BRIEF:
Would you reproduce exactly the lines below from the one holding "impl RedirectProbe for DisabledProbe" through the one holding "The phase only", inclusive, and no others?

Extracted records:
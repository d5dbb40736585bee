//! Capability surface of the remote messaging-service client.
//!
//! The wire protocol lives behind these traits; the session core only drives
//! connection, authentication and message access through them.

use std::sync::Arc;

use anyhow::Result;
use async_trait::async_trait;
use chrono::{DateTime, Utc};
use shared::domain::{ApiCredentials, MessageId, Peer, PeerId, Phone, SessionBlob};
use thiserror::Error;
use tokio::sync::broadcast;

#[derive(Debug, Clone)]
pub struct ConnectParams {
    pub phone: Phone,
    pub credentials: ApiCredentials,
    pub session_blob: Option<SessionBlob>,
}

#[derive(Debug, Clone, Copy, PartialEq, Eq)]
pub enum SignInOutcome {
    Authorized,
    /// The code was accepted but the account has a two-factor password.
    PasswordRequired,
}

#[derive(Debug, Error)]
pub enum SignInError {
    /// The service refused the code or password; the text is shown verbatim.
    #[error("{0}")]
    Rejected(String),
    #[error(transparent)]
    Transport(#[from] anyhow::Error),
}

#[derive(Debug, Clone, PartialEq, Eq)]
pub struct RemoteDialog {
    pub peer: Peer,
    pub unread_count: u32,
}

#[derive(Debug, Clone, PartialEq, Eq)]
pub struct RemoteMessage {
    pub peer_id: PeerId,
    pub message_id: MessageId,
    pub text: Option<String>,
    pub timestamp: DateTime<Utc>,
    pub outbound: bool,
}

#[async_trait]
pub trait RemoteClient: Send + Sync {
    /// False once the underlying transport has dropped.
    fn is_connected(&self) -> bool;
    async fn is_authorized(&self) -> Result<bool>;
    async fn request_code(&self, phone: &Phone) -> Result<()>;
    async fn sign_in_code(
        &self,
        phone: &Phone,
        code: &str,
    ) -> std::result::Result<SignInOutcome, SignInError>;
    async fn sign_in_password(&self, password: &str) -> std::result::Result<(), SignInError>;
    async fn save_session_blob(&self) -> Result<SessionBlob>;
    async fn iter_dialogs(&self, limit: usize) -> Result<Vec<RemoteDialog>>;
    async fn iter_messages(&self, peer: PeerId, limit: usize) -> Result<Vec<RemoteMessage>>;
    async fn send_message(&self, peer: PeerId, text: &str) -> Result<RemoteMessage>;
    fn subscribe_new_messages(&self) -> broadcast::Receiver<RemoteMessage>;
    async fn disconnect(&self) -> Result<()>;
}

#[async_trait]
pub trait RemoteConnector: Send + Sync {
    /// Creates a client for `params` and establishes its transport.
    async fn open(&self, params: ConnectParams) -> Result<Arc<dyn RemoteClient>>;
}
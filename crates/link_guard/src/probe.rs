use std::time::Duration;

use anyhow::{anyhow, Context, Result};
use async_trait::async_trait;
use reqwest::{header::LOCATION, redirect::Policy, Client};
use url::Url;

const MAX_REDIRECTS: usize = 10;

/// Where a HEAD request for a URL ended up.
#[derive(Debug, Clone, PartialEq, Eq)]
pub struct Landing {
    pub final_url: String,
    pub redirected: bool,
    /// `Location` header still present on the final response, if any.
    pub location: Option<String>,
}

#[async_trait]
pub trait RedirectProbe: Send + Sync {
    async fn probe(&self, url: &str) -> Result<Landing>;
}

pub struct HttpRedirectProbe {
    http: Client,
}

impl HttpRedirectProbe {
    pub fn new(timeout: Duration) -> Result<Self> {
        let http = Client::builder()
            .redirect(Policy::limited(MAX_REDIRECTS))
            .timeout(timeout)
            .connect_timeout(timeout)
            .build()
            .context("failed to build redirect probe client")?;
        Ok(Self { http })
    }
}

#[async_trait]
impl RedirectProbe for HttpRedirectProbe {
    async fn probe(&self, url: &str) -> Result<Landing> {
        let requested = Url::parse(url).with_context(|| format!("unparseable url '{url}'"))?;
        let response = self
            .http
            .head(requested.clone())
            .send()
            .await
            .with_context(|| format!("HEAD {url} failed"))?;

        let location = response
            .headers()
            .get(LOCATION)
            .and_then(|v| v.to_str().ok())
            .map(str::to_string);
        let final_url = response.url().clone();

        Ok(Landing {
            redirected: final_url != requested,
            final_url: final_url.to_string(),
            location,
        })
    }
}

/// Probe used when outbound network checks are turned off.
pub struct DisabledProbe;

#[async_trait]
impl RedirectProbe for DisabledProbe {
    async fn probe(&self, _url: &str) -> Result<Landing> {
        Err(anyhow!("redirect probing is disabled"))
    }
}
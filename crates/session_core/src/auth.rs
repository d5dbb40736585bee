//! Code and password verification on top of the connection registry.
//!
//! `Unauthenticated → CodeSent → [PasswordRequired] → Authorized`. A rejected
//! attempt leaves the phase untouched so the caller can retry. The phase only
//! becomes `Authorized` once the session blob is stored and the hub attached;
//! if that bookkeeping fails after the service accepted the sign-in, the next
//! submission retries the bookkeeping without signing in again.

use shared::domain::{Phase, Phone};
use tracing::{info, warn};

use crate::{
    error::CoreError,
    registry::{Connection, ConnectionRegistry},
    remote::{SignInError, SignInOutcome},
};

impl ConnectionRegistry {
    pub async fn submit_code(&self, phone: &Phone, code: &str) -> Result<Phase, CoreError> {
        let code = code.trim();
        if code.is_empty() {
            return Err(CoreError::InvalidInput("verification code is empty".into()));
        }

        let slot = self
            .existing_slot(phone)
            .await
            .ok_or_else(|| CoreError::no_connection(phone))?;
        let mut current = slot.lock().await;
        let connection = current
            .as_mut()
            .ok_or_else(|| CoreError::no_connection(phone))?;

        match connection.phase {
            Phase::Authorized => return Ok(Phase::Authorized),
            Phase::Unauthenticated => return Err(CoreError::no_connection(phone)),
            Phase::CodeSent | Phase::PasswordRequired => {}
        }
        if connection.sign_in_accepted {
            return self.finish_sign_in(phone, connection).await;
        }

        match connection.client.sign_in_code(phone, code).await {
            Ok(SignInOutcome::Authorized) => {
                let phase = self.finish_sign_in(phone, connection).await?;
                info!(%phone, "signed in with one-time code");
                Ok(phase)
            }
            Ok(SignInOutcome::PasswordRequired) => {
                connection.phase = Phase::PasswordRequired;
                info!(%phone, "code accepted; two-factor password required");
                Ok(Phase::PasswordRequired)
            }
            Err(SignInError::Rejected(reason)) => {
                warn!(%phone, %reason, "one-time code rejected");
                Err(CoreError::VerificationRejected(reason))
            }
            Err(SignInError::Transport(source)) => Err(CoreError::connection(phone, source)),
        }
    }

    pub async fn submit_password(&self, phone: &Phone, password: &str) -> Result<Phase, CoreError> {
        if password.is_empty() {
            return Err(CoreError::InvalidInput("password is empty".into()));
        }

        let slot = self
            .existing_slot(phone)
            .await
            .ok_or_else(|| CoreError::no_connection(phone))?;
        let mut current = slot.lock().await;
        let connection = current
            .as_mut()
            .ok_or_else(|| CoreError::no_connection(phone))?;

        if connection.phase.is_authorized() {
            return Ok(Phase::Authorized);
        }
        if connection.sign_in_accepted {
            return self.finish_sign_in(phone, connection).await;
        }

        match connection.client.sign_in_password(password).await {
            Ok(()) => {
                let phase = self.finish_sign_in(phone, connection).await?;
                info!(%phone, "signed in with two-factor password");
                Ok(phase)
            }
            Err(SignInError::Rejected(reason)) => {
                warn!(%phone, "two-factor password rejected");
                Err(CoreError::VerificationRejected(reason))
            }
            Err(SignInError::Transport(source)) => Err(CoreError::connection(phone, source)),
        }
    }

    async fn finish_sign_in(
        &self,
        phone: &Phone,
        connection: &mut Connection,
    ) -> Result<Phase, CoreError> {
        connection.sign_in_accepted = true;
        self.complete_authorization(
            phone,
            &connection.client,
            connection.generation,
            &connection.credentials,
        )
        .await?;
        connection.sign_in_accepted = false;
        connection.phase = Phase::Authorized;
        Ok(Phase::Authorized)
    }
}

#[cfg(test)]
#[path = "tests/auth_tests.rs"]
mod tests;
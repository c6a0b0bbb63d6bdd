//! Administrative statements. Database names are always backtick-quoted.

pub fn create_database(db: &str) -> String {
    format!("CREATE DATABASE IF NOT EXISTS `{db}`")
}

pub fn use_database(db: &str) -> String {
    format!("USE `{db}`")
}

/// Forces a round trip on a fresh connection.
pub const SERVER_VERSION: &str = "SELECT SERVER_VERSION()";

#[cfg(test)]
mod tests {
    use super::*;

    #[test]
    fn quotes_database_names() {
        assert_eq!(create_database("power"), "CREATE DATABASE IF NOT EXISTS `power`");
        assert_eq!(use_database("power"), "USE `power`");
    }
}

ANSWER BOX:
impl RedirectProbe for DisabledProbe {
    async fn probe(&self, _url: &str) -> Result<Landing> {
        Err(anyhow!("redirect probing is disabled"))
    }
}
filename crates/session_core/src/auth.rs
repository d5dbb40736585bee
//! Code and password verification on top of the connection registry.
//!
//! `Unauthenticated → CodeSent → [PasswordRequired] → Authorized`. A rejected
//! attempt leaves the phase untouched so the caller can retry. The phase only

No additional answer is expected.